Post Fri, Apr 24 2015, 2:41 pm
amother wrote:
How I ended up working there is a long story that Im not going to go into here. The morah says the parents know what her "style" is. I have told the parents before that their child cried the whole day. Nothing phases some people I guess. I feel that its better that I stay there as opposed to leaving and she will hire someone who will let the babies scream. At least while I am there, I can help. But I did discuss this with my rav (if I have the achrayis to tell the parents), and he said that I can answer a question directly (did Shloymie scream today?) but not offer info unless its asked of me. The parents know who they have watching their kids. Honestly, as a parent, its MY job to know whats going on where my kids are. I drop by school unannounced. I watch. I visit. I ask. These babies are too young to ask, so its the parents responsibility to come and see.

Ive been working with her for a few years now. She has a reputation for being dependable and never closing. Parents like that. Even snow days she is open.
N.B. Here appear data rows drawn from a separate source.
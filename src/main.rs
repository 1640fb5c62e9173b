use std::path::{Path, PathBuf};

use anyhow::{Context, Result};
use clap::{Parser, Subcommand};

use xydata::configuration::Configuration;
use xydata::io::parser::ColumnSelection;
use xydata::xy::arithmetic::ArithmeticOperation;
use xydata::xy::xy::XY;

#[derive(Parser)]
#[command(name = "xy-tool")]
#[command(about = "Inspect and combine sampled X-Y data files")]
#[command(version)]
struct Cli {
    #[command(subcommand)]
    command: Command,

    /// JSON settings file (interpolation, noise precision, columns)
    #[arg(long, short = 'c', global = true)]
    config: Option<PathBuf>,

    /// 1-based X column, overrides the configuration
    #[arg(long, global = true)]
    xcol: Option<usize>,

    /// 1-based Y column, overrides the configuration
    #[arg(long, global = true)]
    ycol: Option<usize>,

    /// Log debug messages
    #[arg(long, short = 'v', global = true)]
    verbose: bool,
}

#[derive(Subcommand)]
enum Command {
    /// Trapezoidal area under the curve
    Area { file: PathBuf },
    /// Noise level estimated from the Y histogram
    Noise { file: PathBuf },
    /// Position and value of the maximum
    Max { file: PathBuf },
    /// Keep only the samples with X in [X1, X2]
    Cut {
        file: PathBuf,
        #[arg(allow_negative_numbers = true)]
        x1: f64,
        #[arg(allow_negative_numbers = true)]
        x2: f64,
        #[arg(long, short = 'o')]
        output: Option<PathBuf>,
    },
    /// Combine two curves over their shared X range
    Combine {
        lhs: PathBuf,
        rhs: PathBuf,
        /// add, subtract, multiply or divide (or + - * /)
        #[arg(long)]
        op: ArithmeticOperation,
        #[arg(long, short = 'o')]
        output: Option<PathBuf>,
    },
}

fn load(path: &Path, columns: ColumnSelection) -> Result<XY> {
    XY::from_file(path, columns).with_context(|| format!("failed to read {}", path.display()))
}

fn emit(xy: &XY, output: Option<&Path>) -> Result<()> {
    match output {
        Some(path) => xy
            .write_to_file(path)
            .with_context(|| format!("failed to write {}", path.display())),
        None => {
            print!("{}", xy);
            Ok(())
        }
    }
}

fn main() -> Result<()> {
    let cli = Cli::parse();

    let level = if cli.verbose { log::LevelFilter::Debug } else { log::LevelFilter::Warn };
    env_logger::Builder::new()
        .filter_level(level)
        .parse_default_env()
        .init();

    let mut config = match &cli.config {
        Some(path) => Configuration::from_reader(path)
            .with_context(|| format!("failed to load configuration {}", path.display()))?,
        None => Configuration::default(),
    };
    if cli.xcol.is_some() || cli.ycol.is_some() {
        let columns = config.columns();
        config.set_columns(ColumnSelection::new(
            cli.xcol.unwrap_or(columns.x()),
            cli.ycol.unwrap_or(columns.y()),
        ));
    }
    let columns = config.columns();

    match cli.command {
        Command::Area { file } => {
            let xy = load(&file, columns)?;
            println!("{}", xy.area());
        }
        Command::Noise { file } => {
            let xy = load(&file, columns)?;
            let noise = xy.noise_with(config.noise()).context("noise estimation failed")?;
            println!("{}", noise);
        }
        Command::Max { file } => {
            let xy = load(&file, columns)?;
            let max = xy.max_and_eps().context("no maximum in an empty curve")?;
            println!("{}\t{}", max.x_max(), max.y_max());
        }
        Command::Cut { file, x1, x2, output } => {
            let mut xy = load(&file, columns)?;
            xy.cut(x1, x2).with_context(|| format!("cannot cut {} to [{}, {}]", file.display(), x1, x2))?;
            emit(&xy, output.as_deref())?;
        }
        Command::Combine { lhs, rhs, op, output } => {
            let a = load(&lhs, columns)?;
            let b = load(&rhs, columns)?;
            let result = a
                .combine_with(&b, op, config.interpolation())
                .with_context(|| format!("cannot compute {} {} {}", lhs.display(), op, rhs.display()))?;
            emit(&result, output.as_deref())?;
        }
    }
    Ok(())
}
I'm sorry, this is unacceptable. You said to mothers straight out, "Listen, when Sarah is a daycare here, she cries all day and the Morah is either not around or refuses to hold her. She sits in her bouncy chair all day with no stimulation and cries." And they didn't care? I find that hard to believe. Or did you say something like, "Oh, Sarah cried a lot today" which can mean a whole bunch of things, and usually nothing as terrible as what you described? This woman needs to be shut down, reported, SOMETHING. Report her to authorities and get her illegal daycare closed. These children are suffering! Someone needs to do something!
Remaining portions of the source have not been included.